Computer-Assisted Applications in Medicine (CAiM), ETH Zurich, Zurich, Switzerland.
Int J Comput Assist Radiol Surg. 2019 Jul;14(7):1187-1195. doi: 10.1007/s11548-019-01984-4. Epub 2019 May 2.
For comprehensive surgical planning with sophisticated patient-specific models, all relevant anatomical structures need to be segmented. This could be achieved using deep neural networks given sufficiently many annotated samples; however, datasets of multiple annotated structures are often unavailable in practice and costly to procure. Therefore, being able to build segmentation models with datasets from different studies and centers in an incremental fashion is highly desirable.
We propose a class-incremental framework for extending a deep segmentation network to new anatomical structures using a minimal incremental annotation set. Through distilling knowledge from the current network state, we overcome the need for a full retraining.
We evaluate our methods on 100 MR volumes from SKI10 challenge with varying incremental annotation ratios. For 50% incremental annotations, our proposed method suffers less than 1% Dice score loss in retaining old-class performance, as opposed to 25% loss of conventional finetuning. Our framework inherently exploits transferable knowledge from previously trained structures to incremental tasks, demonstrated by results superior even to non-incremental training: In a single volume one-shot incremental learning setting, our method outperforms vanilla network performance by>11% in Dice.
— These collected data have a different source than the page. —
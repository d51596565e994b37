//! Tests for unit validation - the error catalog end to end

use rstest::rstest;
use pretty_assertions::assert_eq;
use stepgen::*;

/// A unit with one source type `A` in package `p`
fn unit(builders: &str, type_body: &str) -> Unit {
    let yaml = format!(
        "package: p\nsource: A\n{}types:\n  - name: A\n{}",
        builders, type_body
    );
    Unit::from_yaml(&yaml).unwrap()
}

const MARKED: &str = "builders: {}\n";

#[rstest]
#[case::private_goal(
    MARKED,
    "    constructors:\n      - { modifiers: [private], params: [{ name: a, type: int }], goal: {} }\n",
    ErrorKind::PrivateMethod,
    "A#<init>(int)"
)]
#[case::private_type(
    MARKED,
    "    modifiers: [private]\n    constructors:\n      - { params: [{ name: a, type: int }], goal: {} }\n",
    ErrorKind::PrivateType,
    "A"
)]
#[case::no_parameters(
    MARKED,
    "    constructors:\n      - { params: [], goal: {} }\n",
    ErrorKind::NotEnoughParameters,
    "A#<init>()"
)]
#[case::not_marked(
    "",
    "    constructors:\n      - { params: [{ name: a, type: int }], goal: {} }\n",
    ErrorKind::GoalNotInBuild,
    "A#<init>(int)"
)]
#[case::invalid_name(
    MARKED,
    "    constructors:\n      - { params: [{ name: a, type: int }], goal: { name: \"not valid\" } }\n",
    ErrorKind::InvalidGoalName,
    "A#<init>(int)"
)]
#[case::abstract_constructor(
    MARKED,
    "    modifiers: [abstract]\n    constructors:\n      - { params: [{ name: a, type: int }], goal: {} }\n",
    ErrorKind::AbstractConstructor,
    "A#<init>(int)"
)]
#[case::no_projection(
    MARKED,
    "    constructors:\n      - { params: [{ name: a, type: int }], goal: { updater: true } }\n",
    ErrorKind::NoProjection,
    "A#<init>(int)/a"
)]
#[case::updater_on_instance_method(
    MARKED,
    "    methods:\n      - { name: scale, returns: int, params: [{ name: f, type: int }], goal: { updater: true } }\n",
    ErrorKind::UpdaterInstanceMethod,
    "A#scale(int)"
)]
#[case::updater_on_void_goal(
    MARKED,
    "    methods:\n      - { name: log, modifiers: [static], params: [{ name: m, type: String }], goal: { updater: true } }\n",
    ErrorKind::UpdaterVoidGoal,
    "A#log(String)"
)]
#[case::step_out_of_range(
    MARKED,
    "    constructors:\n      - params: [{ name: a, type: int, step: { position: 3 } }]\n        goal: {}\n",
    ErrorKind::StepPosition,
    "A#<init>(int)"
)]
#[case::bean_without_default_constructor(
    MARKED,
    "    goal: {}\n    constructors:\n      - { params: [{ name: a, type: int }] }\n    methods:\n      - { name: getA, returns: int }\n      - { name: setA, params: [{ name: a, type: int }] }\n",
    ErrorKind::BeanNoDefaultConstructor,
    "A"
)]
#[case::private_bean(
    MARKED,
    "    modifiers: [private]\n    goal: {}\n",
    ErrorKind::BeanPrivateClass,
    "A"
)]
#[case::bean_getter_without_setter(
    MARKED,
    "    goal: {}\n    methods:\n      - { name: getName, returns: String }\n",
    ErrorKind::BeanCouldNotFindSetter,
    "A#getName()"
)]
#[case::bean_without_properties(
    MARKED,
    "    goal: {}\n",
    ErrorKind::BeanNoAccessorPairs,
    "A"
)]
fn test_rejected_units(
    #[case] builders: &str,
    #[case] type_body: &str,
    #[case] kind: ErrorKind,
    #[case] element: &str,
) {
    let err = Build::default().render(&unit(builders, type_body)).unwrap_err();
    assert_eq!(err.kind(), Some(kind), "{}", err);
    assert_eq!(err.to_string(), format!("{}: {}", element, kind.message()));
}

#[test]
fn test_non_static_nested_source() {
    let unit = Unit::from_yaml(
        "package: p\nsource: A.B\nbuilders: {}\ntypes:\n  - name: A\n  - name: A.B\n    constructors:\n      - { params: [{ name: a, type: int }], goal: {} }\n",
    )
    .unwrap();
    let err = Build::default().render(&unit).unwrap_err();
    assert_eq!(err.kind(), Some(ErrorKind::NestingKind));
    assert_eq!(err.to_string(), "A.B: nested class must be static");
}

#[test]
fn test_nested_source_names_generated_type() {
    let unit = Unit::from_yaml(
        "package: p\nsource: A.B\nbuilders: {}\ntypes:\n  - name: A\n  - name: A.B\n    modifiers: [static]\n    constructors:\n      - { params: [{ name: a, type: int }], goal: {} }\n",
    )
    .unwrap();
    let file = Build::default().render(&unit).unwrap();
    assert_eq!(file.path, std::path::PathBuf::from("p/A_BBuilders.java"));
    assert!(file.contents.contains("public final class A_BBuilders {"));
}

#[test]
fn test_duplicate_generated_type_across_units() {
    let a = unit(
        MARKED,
        "    constructors:\n      - { params: [{ name: a, type: int }], goal: {} }\n",
    );
    let mut build = Build::default();
    build.render(&a).unwrap();
    let err = build.render(&a).unwrap_err();
    assert_eq!(err.kind(), Some(ErrorKind::DuplicateGeneratedType));
    assert_eq!(
        err.to_string(),
        "p.A: generated type name already used in this build"
    );
}

#[test]
fn test_unknown_source_is_a_descriptor_error() {
    let unit = Unit::from_yaml("package: p\nsource: Missing\nbuilders: {}\ntypes: []\n").unwrap();
    let err = Build::default().render(&unit).unwrap_err();
    assert!(matches!(err, Error::Descriptor(_)));
    assert_eq!(err.kind(), None);
}

#[test]
fn test_unparseable_type_is_reported() {
    let err = Build::default()
        .render(&unit(
            MARKED,
            "    constructors:\n      - { params: [{ name: a, type: \"List<\" }], goal: {} }\n",
        ))
        .unwrap_err();
    assert!(matches!(err, Error::TypeParse(_)), "{:?}", err);
}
With the presented method, new anatomical structures can be learned while retaining performance for older structures, without a major increase in complexity and memory footprint, hence suitable for lifelong class-incremental learning. By leveraging information from older examples, a fraction of annotations can be sufficient for incrementally building comprehensive segmentation models. With our meta-method, a deep segmentation network is extended with only a minor addition per structure, thus can be applicable also for future network architectures.
为了进行复杂的患者特定模型的全面手术规划,需要对所有相关的解剖结构进行分割。如果有足够多的标注样本,可以使用深度神经网络来实现这一点;然而,在实践中,通常没有多个标注结构的数据集,而且获取这些数据集的成本也很高。因此,能够以增量的方式使用来自不同研究和中心的数据集来构建分割模型是非常需要的。
我们提出了一种类增量框架,该框架使用最小的增量标注集将深度分割网络扩展到新的解剖结构。通过从当前网络状态中提取知识,我们克服了对完全重新训练的需求。
我们在 SKI10 挑战赛的 100 个 MR 容积上评估了我们的方法,增量标注比例不同。对于 50%的增量标注,与传统的微调相比,我们的方法在保留旧类性能方面的损失不到 1%,而不是 25%的损失。我们的框架从以前训练过的结构中内在地利用了可转移的知识,即使在非增量训练中,结果也优于传统的方法:在单次增量学习设置中,我们的方法在 Dice 中的性能比原始网络提高了>11%。
使用所提出的方法,可以在保留旧结构性能的同时学习新的解剖结构,而不会增加复杂性和内存占用,因此适合终身类增量学习。通过利用旧示例的信息,只需对每个结构进行少量标注,就可以对综合分割模型进行增量构建。使用我们的元方法,仅需对每个结构进行少量的添加,就可以扩展深度分割网络,因此也适用于未来的网络架构。